**What you will do**
Please copy every line of the records below that holds the word "Parser".

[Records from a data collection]
┌──

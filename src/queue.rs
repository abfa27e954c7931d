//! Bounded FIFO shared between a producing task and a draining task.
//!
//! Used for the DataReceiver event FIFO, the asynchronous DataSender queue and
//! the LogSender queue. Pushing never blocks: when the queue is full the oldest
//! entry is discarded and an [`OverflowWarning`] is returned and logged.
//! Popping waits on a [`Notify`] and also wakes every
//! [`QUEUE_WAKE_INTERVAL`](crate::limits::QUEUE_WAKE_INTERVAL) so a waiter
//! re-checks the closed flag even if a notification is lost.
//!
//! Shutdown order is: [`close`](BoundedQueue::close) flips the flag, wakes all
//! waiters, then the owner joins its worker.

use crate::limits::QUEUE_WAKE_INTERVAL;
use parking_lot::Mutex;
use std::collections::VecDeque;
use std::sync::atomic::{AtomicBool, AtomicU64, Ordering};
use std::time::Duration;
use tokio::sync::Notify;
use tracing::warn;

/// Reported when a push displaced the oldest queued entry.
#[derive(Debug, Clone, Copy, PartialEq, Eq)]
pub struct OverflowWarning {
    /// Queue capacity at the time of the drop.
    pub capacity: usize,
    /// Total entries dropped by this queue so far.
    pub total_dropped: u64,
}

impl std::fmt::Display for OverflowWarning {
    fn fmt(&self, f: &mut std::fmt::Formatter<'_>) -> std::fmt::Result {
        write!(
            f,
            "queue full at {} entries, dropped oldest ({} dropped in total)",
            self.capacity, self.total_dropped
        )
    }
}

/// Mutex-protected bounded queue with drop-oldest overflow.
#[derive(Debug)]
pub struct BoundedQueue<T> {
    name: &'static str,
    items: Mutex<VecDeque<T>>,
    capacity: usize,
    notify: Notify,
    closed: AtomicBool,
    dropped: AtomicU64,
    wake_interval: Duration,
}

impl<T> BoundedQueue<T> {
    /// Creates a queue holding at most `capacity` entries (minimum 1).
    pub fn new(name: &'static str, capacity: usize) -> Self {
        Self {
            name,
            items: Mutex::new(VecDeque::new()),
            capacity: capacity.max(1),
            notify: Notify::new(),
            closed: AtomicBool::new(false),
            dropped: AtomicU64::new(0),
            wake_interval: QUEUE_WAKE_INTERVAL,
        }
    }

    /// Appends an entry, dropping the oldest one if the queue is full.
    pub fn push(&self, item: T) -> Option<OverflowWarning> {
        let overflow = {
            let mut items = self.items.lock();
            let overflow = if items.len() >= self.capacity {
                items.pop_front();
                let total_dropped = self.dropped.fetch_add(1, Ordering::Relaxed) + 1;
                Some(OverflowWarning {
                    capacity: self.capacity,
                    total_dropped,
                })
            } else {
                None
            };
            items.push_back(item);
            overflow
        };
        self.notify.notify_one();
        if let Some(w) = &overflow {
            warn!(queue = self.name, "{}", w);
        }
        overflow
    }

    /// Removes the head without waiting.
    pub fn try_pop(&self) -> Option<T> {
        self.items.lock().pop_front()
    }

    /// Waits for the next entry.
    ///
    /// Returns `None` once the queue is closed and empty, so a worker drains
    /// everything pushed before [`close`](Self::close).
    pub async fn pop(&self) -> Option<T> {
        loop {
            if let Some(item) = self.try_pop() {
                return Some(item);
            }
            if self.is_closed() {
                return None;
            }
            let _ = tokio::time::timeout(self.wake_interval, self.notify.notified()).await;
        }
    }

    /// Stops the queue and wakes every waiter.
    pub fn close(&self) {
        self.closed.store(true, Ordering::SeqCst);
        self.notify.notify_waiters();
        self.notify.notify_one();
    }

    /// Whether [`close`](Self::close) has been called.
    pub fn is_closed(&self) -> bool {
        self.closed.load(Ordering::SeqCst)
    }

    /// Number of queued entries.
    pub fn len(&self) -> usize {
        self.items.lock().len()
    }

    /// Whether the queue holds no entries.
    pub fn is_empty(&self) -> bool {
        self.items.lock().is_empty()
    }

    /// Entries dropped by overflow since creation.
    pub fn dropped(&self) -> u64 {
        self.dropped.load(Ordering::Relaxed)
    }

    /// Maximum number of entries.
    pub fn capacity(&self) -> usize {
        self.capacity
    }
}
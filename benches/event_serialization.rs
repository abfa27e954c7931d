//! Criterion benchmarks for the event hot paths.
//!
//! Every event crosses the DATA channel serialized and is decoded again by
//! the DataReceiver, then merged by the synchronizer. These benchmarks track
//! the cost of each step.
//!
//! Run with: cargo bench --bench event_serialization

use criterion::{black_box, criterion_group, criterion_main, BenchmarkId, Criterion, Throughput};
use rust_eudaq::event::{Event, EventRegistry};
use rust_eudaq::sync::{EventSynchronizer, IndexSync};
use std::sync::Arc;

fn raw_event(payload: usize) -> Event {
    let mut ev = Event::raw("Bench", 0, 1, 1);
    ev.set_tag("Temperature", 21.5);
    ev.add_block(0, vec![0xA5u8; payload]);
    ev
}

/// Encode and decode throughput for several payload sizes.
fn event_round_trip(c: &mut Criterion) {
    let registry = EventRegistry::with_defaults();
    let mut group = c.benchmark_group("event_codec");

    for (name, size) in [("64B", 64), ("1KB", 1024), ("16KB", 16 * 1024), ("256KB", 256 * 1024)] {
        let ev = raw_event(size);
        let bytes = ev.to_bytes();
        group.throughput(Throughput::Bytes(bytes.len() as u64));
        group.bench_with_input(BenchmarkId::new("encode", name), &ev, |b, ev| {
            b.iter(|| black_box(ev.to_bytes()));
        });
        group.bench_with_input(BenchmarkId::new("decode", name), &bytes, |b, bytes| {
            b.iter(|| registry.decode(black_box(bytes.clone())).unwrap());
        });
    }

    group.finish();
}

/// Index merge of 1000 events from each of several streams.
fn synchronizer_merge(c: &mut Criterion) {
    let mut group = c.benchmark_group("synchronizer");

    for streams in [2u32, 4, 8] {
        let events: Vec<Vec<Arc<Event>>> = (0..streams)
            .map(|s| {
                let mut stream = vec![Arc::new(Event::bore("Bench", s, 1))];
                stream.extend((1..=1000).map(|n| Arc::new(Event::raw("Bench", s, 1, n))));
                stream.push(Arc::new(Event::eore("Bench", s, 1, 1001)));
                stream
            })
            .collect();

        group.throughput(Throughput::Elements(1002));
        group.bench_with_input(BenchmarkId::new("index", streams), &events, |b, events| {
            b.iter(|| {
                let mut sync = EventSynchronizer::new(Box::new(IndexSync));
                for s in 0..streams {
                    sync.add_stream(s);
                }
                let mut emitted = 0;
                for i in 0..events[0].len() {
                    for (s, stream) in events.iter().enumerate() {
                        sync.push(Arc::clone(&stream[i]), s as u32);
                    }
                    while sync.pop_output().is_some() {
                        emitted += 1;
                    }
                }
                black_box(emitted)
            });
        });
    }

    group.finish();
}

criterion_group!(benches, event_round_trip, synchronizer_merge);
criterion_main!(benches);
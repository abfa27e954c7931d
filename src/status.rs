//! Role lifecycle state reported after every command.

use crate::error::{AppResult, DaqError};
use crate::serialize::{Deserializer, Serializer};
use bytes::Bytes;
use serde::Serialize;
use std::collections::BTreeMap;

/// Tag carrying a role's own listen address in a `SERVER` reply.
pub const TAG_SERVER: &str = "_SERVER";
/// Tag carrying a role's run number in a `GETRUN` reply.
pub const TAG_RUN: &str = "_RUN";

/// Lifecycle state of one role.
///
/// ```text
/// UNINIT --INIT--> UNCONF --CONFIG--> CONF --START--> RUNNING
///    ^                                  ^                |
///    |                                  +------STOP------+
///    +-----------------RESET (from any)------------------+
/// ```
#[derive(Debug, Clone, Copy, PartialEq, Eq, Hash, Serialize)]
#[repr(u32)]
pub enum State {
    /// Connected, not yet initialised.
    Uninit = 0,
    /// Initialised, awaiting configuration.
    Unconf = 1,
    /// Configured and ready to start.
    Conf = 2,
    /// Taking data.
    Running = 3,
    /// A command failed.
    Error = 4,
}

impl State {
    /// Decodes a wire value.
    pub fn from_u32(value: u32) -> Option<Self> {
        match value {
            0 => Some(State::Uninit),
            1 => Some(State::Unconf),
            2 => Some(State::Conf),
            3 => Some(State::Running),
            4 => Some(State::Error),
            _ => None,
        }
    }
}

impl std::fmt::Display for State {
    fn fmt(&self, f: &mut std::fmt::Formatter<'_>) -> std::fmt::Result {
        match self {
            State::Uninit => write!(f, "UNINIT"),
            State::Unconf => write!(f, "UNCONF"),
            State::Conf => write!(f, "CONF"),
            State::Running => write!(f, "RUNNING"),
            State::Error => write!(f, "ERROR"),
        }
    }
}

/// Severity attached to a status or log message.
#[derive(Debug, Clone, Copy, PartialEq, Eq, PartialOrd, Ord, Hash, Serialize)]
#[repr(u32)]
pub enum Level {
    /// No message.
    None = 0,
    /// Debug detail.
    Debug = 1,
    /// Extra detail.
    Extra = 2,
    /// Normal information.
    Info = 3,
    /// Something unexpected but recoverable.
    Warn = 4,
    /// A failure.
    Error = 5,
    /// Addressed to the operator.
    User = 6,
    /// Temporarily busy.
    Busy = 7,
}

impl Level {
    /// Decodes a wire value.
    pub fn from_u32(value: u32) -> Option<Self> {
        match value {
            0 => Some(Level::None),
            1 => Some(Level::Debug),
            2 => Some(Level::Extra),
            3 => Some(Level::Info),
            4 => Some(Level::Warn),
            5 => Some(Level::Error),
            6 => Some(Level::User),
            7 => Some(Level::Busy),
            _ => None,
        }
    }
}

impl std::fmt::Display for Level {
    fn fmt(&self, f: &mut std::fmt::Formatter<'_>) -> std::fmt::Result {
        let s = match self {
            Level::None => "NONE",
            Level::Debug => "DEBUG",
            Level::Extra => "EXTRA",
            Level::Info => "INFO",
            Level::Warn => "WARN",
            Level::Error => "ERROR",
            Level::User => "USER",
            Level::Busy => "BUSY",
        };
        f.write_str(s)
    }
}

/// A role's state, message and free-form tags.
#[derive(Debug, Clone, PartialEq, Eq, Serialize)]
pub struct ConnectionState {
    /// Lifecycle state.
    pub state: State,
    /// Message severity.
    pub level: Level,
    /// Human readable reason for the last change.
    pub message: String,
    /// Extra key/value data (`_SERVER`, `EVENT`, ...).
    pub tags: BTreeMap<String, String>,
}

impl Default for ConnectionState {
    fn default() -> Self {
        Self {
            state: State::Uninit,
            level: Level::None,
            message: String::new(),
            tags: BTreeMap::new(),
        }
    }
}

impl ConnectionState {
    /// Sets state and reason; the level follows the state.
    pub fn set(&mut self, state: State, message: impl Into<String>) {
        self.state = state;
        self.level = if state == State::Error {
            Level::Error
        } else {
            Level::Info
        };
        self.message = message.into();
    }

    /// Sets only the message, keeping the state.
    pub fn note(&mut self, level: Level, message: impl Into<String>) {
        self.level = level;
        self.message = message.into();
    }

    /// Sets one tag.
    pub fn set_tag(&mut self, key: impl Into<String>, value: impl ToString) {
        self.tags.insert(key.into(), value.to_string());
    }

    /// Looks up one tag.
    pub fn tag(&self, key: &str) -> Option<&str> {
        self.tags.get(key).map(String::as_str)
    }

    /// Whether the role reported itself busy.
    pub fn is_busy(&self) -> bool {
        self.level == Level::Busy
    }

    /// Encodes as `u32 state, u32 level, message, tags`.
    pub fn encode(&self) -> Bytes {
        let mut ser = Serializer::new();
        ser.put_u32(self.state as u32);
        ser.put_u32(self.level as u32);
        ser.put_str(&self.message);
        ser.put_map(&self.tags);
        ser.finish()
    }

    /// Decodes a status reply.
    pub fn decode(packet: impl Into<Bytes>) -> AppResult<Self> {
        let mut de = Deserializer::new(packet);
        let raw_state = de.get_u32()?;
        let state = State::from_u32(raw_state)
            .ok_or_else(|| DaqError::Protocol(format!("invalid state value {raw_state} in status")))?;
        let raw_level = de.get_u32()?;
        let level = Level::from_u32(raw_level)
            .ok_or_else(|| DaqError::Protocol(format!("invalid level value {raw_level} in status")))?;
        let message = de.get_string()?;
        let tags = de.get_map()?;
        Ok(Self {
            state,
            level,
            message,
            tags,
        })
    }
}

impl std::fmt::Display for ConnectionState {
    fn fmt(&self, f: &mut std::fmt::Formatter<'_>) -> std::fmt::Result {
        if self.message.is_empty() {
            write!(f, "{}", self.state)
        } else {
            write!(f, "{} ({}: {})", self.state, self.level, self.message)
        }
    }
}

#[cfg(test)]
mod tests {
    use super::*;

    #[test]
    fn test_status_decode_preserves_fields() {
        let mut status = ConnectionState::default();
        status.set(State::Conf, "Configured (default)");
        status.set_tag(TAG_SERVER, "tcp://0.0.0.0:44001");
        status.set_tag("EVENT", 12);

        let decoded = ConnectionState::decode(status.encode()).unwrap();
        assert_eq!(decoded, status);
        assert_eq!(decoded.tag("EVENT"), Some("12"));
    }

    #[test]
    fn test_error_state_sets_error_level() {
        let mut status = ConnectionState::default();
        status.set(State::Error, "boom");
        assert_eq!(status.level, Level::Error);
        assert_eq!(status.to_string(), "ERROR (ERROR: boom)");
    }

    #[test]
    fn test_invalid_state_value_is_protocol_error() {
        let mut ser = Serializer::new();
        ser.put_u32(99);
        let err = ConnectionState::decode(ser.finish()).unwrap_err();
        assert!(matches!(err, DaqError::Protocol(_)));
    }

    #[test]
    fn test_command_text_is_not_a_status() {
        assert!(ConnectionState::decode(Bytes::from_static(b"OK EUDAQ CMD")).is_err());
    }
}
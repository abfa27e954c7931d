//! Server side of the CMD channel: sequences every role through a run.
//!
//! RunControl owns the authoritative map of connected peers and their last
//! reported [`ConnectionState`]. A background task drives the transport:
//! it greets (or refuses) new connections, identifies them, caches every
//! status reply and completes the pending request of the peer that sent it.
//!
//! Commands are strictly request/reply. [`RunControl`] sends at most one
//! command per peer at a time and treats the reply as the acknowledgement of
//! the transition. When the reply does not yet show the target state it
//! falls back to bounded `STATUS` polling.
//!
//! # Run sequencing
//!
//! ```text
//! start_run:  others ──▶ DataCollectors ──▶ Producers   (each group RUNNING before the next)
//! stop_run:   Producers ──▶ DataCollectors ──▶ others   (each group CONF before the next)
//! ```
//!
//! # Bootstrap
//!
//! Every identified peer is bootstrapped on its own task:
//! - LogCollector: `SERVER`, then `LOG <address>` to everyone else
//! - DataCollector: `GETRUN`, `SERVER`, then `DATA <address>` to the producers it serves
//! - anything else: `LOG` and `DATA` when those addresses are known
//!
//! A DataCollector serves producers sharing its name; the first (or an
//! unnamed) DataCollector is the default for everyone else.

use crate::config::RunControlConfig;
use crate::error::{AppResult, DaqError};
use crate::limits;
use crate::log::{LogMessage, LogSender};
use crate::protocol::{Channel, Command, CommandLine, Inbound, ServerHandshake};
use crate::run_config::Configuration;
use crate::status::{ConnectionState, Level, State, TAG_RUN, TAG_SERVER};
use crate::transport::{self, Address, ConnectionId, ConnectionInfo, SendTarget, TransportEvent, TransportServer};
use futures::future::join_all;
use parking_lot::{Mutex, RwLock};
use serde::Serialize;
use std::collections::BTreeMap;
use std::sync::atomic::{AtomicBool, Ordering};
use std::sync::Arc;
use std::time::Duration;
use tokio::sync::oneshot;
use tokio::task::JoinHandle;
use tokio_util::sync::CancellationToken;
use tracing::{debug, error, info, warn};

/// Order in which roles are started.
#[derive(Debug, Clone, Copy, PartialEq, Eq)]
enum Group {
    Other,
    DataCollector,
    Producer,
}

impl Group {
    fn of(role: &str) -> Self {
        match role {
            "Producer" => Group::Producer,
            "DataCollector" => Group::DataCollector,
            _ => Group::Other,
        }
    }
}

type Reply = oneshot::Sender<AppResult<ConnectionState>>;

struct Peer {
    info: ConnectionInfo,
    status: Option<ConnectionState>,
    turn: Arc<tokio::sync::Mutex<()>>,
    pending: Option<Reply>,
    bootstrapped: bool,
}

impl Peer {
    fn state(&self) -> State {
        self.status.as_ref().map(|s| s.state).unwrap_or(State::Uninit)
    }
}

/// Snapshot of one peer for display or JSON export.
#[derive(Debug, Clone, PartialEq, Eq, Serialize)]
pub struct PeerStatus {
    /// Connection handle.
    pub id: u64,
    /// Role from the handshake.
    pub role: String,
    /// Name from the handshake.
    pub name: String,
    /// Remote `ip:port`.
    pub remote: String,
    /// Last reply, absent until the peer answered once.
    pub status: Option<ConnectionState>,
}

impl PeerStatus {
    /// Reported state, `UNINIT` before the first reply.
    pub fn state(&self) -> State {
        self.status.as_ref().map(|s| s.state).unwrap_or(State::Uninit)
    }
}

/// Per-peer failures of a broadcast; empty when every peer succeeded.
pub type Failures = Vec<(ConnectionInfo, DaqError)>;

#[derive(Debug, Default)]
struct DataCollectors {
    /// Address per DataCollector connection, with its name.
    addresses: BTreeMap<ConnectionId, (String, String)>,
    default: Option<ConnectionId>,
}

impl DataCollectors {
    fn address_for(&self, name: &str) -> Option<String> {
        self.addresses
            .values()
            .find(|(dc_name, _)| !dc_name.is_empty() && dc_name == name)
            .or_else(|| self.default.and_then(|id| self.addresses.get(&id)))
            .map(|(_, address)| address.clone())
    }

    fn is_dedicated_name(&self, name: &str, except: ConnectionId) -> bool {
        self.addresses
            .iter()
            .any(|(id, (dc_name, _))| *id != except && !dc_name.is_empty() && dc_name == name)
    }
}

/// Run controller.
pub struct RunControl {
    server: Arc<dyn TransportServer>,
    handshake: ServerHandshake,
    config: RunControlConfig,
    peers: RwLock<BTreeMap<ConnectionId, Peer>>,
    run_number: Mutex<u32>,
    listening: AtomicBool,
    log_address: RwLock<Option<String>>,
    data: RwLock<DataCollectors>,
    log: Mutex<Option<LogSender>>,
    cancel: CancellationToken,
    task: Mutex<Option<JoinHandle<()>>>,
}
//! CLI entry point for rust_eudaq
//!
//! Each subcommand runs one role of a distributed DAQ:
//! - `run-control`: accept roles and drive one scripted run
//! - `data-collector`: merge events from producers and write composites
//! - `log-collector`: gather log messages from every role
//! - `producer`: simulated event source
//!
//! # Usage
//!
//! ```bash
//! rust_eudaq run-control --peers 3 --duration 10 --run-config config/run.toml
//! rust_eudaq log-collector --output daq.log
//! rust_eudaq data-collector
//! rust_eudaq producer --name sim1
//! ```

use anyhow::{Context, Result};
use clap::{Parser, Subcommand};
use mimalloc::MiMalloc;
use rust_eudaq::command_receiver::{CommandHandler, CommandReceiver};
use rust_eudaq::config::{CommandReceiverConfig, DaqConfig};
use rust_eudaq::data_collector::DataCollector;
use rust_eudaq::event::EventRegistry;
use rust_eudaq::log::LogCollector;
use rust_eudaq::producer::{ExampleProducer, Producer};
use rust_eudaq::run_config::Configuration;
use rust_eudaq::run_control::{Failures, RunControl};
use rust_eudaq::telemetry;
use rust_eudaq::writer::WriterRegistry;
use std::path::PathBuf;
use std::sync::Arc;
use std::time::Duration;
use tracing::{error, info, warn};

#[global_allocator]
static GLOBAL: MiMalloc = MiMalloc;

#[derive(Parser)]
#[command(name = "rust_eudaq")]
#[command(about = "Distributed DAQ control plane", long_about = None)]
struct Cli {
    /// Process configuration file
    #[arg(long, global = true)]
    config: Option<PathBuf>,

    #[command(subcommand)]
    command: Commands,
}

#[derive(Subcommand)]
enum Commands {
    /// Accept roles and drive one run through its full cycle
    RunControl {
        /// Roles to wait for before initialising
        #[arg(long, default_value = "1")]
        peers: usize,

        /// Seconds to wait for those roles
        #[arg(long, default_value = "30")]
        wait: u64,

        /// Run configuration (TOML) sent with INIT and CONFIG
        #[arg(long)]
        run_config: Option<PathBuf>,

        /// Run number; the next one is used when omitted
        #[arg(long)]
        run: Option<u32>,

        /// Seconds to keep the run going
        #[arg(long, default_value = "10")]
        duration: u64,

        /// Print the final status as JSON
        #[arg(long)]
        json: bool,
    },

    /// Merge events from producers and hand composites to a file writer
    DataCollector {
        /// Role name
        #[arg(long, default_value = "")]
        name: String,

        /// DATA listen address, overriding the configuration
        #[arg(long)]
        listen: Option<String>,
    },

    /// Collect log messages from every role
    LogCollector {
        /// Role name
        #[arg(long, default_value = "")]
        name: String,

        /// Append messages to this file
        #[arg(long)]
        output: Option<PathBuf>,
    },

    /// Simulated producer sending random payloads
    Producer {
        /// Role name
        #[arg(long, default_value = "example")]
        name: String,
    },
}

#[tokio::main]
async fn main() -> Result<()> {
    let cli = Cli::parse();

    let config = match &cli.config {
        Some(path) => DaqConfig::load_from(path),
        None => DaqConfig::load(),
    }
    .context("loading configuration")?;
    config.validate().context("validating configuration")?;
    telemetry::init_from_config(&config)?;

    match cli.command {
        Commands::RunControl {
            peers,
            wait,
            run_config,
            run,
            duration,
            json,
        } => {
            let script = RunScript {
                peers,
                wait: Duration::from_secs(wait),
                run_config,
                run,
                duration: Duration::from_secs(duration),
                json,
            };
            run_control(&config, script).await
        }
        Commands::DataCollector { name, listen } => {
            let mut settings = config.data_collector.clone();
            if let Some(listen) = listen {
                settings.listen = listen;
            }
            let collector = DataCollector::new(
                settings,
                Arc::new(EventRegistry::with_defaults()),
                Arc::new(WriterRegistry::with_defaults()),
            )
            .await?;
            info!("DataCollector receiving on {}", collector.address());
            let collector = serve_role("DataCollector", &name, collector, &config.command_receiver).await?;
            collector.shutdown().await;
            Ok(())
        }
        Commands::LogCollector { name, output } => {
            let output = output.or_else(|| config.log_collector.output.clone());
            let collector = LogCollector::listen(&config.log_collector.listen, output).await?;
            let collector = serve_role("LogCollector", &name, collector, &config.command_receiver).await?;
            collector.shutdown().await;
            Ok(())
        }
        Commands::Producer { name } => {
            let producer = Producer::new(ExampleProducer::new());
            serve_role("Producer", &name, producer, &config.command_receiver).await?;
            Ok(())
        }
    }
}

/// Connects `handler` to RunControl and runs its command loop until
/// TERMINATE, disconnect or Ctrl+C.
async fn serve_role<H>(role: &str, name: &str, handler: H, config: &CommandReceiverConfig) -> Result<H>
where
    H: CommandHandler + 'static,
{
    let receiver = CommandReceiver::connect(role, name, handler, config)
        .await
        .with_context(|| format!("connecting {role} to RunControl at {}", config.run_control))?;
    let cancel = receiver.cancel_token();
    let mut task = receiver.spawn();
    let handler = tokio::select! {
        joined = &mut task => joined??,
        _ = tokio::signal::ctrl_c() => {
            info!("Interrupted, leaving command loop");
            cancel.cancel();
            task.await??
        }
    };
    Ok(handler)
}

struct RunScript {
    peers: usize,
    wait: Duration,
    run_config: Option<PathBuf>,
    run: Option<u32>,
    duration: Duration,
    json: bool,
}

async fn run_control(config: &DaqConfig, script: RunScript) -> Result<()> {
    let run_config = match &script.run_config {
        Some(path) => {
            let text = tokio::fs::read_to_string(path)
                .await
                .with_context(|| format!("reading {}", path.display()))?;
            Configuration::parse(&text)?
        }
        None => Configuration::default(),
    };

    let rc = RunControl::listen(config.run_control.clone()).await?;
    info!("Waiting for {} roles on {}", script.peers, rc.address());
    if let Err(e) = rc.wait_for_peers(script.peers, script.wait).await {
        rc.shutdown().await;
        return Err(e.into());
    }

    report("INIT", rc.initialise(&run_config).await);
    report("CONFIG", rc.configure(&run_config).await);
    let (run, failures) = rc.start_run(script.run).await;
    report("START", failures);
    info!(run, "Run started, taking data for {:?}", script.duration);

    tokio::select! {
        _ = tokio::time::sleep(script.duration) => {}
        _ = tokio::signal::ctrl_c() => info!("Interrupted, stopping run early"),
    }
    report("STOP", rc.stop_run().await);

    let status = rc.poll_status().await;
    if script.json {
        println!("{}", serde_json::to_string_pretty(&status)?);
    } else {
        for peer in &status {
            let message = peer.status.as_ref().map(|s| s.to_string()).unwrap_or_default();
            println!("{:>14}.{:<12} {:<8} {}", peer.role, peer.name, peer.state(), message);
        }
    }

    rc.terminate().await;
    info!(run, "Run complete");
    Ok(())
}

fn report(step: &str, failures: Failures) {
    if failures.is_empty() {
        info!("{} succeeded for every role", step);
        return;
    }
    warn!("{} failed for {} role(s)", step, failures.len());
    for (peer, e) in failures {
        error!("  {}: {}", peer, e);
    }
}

└──

**Answer for this exercise**
use clap::{Parser, Subcommand};
#[derive(Parser)]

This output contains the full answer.